If Ethical Oil and the government want to call it money laundering when a foreign citizen funds a Canadian environmental group, should we also use the term if a foreign (often Chinese or American) entity plows money into Ethical Oil?
David Eaves yet another great article! Thanks for this.
I have been living in a cave and hadn’t heard of ethical oil or how serious the comments around environmental funding (‘money laundering’) have become.
When I worked for a non-profit in an advocacy role (was not a registered charity) I accepted foundation funding from the US, worked on an issue what was partially funded by an organization based in the Philippines and mostly organized by Canadians, and also advocated (lobbied?) for Great Lakes protection in the United States. I though that all just made my organization part of the whole globalization thing though….
I agree transparency is useful for all sides (foreign donations and foreign direct investment). I find the debate very interesting…if we think foreign donations are ‘money laundering’ what of international aid? What of organizations with international fundraising and fund transfer models like the YMCA or Focus on the Family? I contribute to organizations that advocate political views (often about transparency and human rights) in developing countries… and I also make business investments in other countries… does that make me part of money laundering?

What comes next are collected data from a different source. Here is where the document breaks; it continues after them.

//! Collaborator interfaces consumed by the transfer engine.
//!
//! The engine never owns persistence, reservations, journaling or location
//! roles. It talks to them through these traits so that tests and production
//! wire different implementations of the same capability.

use std::sync::Arc;

use stockyard_core::{LocationId, UnitLoadId};

use crate::error::TransferResult;
use crate::model::{FixAssignment, StorageLocation, UnitLoad};
use crate::unit_of_work::{Changeset, PlacementNotice, ReservationOp};

/// Read access to committed warehouse records.
pub trait WarehouseSnapshot: Send + Sync {
    fn find_unit_load(&self, id: UnitLoadId) -> TransferResult<Option<UnitLoad>>;

    fn find_location(&self, id: LocationId) -> TransferResult<Option<StorageLocation>>;

    /// Unit loads whose `carrier_id` equals `carrier`, in a stable order.
    fn unit_loads_carried_by(&self, carrier: UnitLoadId) -> TransferResult<Vec<UnitLoad>>;

    /// Unit loads whose stored location equals `location`.
    fn unit_load_ids_at(&self, location: LocationId) -> TransferResult<Vec<UnitLoadId>>;
}

/// Transaction boundary for transfer changesets.
///
/// `commit` is all-or-nothing. Implementations must:
/// - reject the whole changeset with `TransferError::ConcurrentModification`
///   when any staged unit load or touched location changed since it was read
/// - apply reservation operations (in order), deliver the placement notices to
///   `hooks` and append the journal batch before any record is written; when
///   one of these steps fails the earlier ones are undone and nothing is written
/// - bump the version of every written unit load and touched location
pub trait WarehouseStore: WarehouseSnapshot {
    fn commit(&self, changes: Changeset, hooks: &dyn PlacementHooks) -> TransferResult<()>;
}

impl<S> WarehouseSnapshot for Arc<S>
where
    S: WarehouseSnapshot + ?Sized,
{
    fn find_unit_load(&self, id: UnitLoadId) -> TransferResult<Option<UnitLoad>> {
        (**self).find_unit_load(id)
    }

    fn find_location(&self, id: LocationId) -> TransferResult<Option<StorageLocation>> {
        (**self).find_location(id)
    }

    fn unit_loads_carried_by(&self, carrier: UnitLoadId) -> TransferResult<Vec<UnitLoad>> {
        (**self).unit_loads_carried_by(carrier)
    }

    fn unit_load_ids_at(&self, location: LocationId) -> TransferResult<Vec<UnitLoadId>> {
        (**self).unit_load_ids_at(location)
    }
}

impl<S> WarehouseStore for Arc<S>
where
    S: WarehouseStore + ?Sized,
{
    fn commit(&self, changes: Changeset, hooks: &dyn PlacementHooks) -> TransferResult<()> {
        (**self).commit(changes, hooks)
    }
}

/// Capacity accounting per location.
///
/// Changes at one location must be serialized against other changes at the
/// same location.
pub trait ReservationManager: Send + Sync {
    /// Returns `false` when `unit_load` already held a reservation there.
    fn allocate(&self, location: LocationId, unit_load: UnitLoadId) -> TransferResult<bool>;

    /// Returns `false` when there was no reservation to release.
    fn deallocate(&self, location: LocationId, unit_load: UnitLoadId) -> TransferResult<bool>;

    /// Release every reservation held at `location` and return the released loads.
    fn deallocate_complete(&self, location: LocationId) -> TransferResult<Vec<UnitLoadId>>;

    /// Apply `ops` in order, all or nothing.
    ///
    /// On success returns the operations that undo the batch, for [`revert`].
    /// On failure everything applied so far has already been undone.
    ///
    /// [`revert`]: ReservationManager::revert
    fn apply_all(&self, ops: &[ReservationOp]) -> TransferResult<Vec<ReservationOp>> {
        let mut undo = Vec::new();
        for op in ops {
            let applied = match *op {
                ReservationOp::Allocate { location, unit_load } => {
                    self.allocate(location, unit_load).map(|reserved| {
                        reserved
                            .then_some(ReservationOp::Deallocate { location, unit_load })
                            .into_iter()
                            .collect::<Vec<_>>()
                    })
                }
                ReservationOp::Deallocate { location, unit_load } => {
                    self.deallocate(location, unit_load).map(|released| {
                        released
                            .then_some(ReservationOp::Allocate { location, unit_load })
                            .into_iter()
                            .collect::<Vec<_>>()
                    })
                }
                ReservationOp::DeallocateComplete { location } => {
                    self.deallocate_complete(location).map(|released| {
                        released
                            .into_iter()
                            .map(|unit_load| ReservationOp::Allocate { location, unit_load })
                            .collect::<Vec<_>>()
                    })
                }
            };
            match applied {
                Ok(inverse) => undo.extend(inverse),
                Err(err) => {
                    self.revert(undo);
                    return Err(err);
                }
            }
        }
        Ok(undo)
    }

    /// Run the undo operations returned by [`ReservationManager::apply_all`], newest first.
    fn revert(&self, undo: Vec<ReservationOp>) {
        for op in undo.into_iter().rev() {
            let result = match op {
                ReservationOp::Allocate { location, unit_load } => self.allocate(location, unit_load),
                ReservationOp::Deallocate { location, unit_load } => self.deallocate(location, unit_load),
                ReservationOp::DeallocateComplete { location } => {
                    self.deallocate_complete(location).map(|released| !released.is_empty())
                }
            };
            if let Err(err) = result {
                tracing::error!(?op, error = %err, "failed to revert reservation");
            }
        }
    }
}

pub trait FixAssignmentLookup: Send + Sync {
    fn first_assignment(&self, location: LocationId) -> TransferResult<Option<FixAssignment>>;
}

/// Custom location behavior, notified while a transfer commits.
///
/// Hooks run inside [`WarehouseStore::commit`] and must not call back into the
/// store. An error aborts the commit.
pub trait PlacementHooks: Send + Sync {
    fn on_removed(&self, location: LocationId, unit_load: UnitLoadId) -> TransferResult<()>;

    fn on_placed(&self, location: LocationId, unit_load: UnitLoadId) -> TransferResult<()>;

    /// Deliver `notices` in order. When one is refused, the notices delivered
    /// before it are revoked and the refusal is returned.
    fn deliver_all(&self, notices: &[PlacementNotice]) -> TransferResult<()> {
        for (delivered, notice) in notices.iter().enumerate() {
            let result = match *notice {
                PlacementNotice::Removed { location, unit_load } => self.on_removed(location, unit_load),
                PlacementNotice::Placed { location, unit_load } => self.on_placed(location, unit_load),
            };
            if let Err(err) = result {
                tracing::warn!(?notice, error = %err, "placement hook refused transfer");
                self.revoke_all(&notices[..delivered]);
                return Err(err);
            }
        }
        Ok(())
    }

    /// Take back delivered notices, newest first: a placement is reported as a
    /// removal from the same location and a removal as a placement.
    fn revoke_all(&self, notices: &[PlacementNotice]) {
        for notice in notices.iter().rev() {
            let result = match *notice {
                PlacementNotice::Removed { location, unit_load } => self.on_placed(location, unit_load),
                PlacementNotice::Placed { location, unit_load } => self.on_removed(location, unit_load),
            };
            if let Err(err) = result {
                tracing::error!(?notice, error = %err, "failed to revoke placement notice");
            }
        }
    }
}

/// Resolves locations by their operational role.
pub trait WellKnownLocations: Send + Sync {
    fn trash_location(&self) -> TransferResult<LocationId>;

    fn clearing_location(&self) -> TransferResult<LocationId>;
}

/// Data-integrity anomaly found while walking existing records.
#[derive(Debug, Clone, PartialEq, Eq)]
pub enum DataAnomaly {
    /// A unit load references itself as its own carrier.
    SelfCarrier { unit_load: UnitLoadId, label: String },
}

pub trait AnomalyLog: Send + Sync {
    fn record(&self, anomaly: DataAnomaly);
}

/// Collaborators injected into [`crate::TransferService`] next to its store.
#[derive(Clone)]
pub struct Collaborators {
    pub fix_assignments: Arc<dyn FixAssignmentLookup>,
    pub hooks: Arc<dyn PlacementHooks>,
    pub well_known: Arc<dyn WellKnownLocations>,
    pub anomalies: Arc<dyn AnomalyLog>,
}

impl core::fmt::Debug for Collaborators {
    fn fmt(&self, f: &mut core::fmt::Formatter<'_>) -> core::fmt::Result {
        f.debug_struct("Collaborators").finish_non_exhaustive()
    }
}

Thanks for sparking an interesting discussion!
PS – the ethical oil website says they don’t accept money from corporations…see from their website accessed May 17th below. But the executive director in the article you referenced said they did. Also the median size of a donation (rather than average) is an unusual metric to have used. Hundreds of donations at $38/contribution will not buy many Ontario-wide radio announcements.
We do accept donations from individuals and companies, including those working to produce ethical oil. Since launching our website in July, hundreds of Canadians from all walks of life have donated through our PayPal button. The median size of our donations to date is $38. Even one dollar helps to get the word out. We believe that by using our blog, Facebook, Twitter and YouTube we can spread the word about Ethical Oil even without the money and professional staff that the anti-oilsands activists have at their disposal.
I heard about those “foreign” oil ownership figures last weekend on CBC. The problem is not so much that we do not owe the oil, honestly…, nor that the oil industry skews the discourse, that is in their nature. The problem is that our governmental elected leaders do not only allow it but support it.
I fail to understand that this does not get some traction with the public, even as CBC gets out one major story of corruption every other day for weeks and directly correlated with these elected leaders (e,g, fighter planes, UN report on diet, Baird’s grant, MacKay’s long list, contaminated sites, destruction of most basic environmental safeguards, getting at NGOs funding, postponing the review of the Integrity commissioner, etc. ) and that is just in the last two/three weeks!).
So, we have an incredibly high level of wrongdoings, along with a high exposure (CBC), so, so to speak the perfect storm…. and yet, no public impact nor actions/strategy from the Opposition.
I am starting to believe that we really deserve what is coming to us.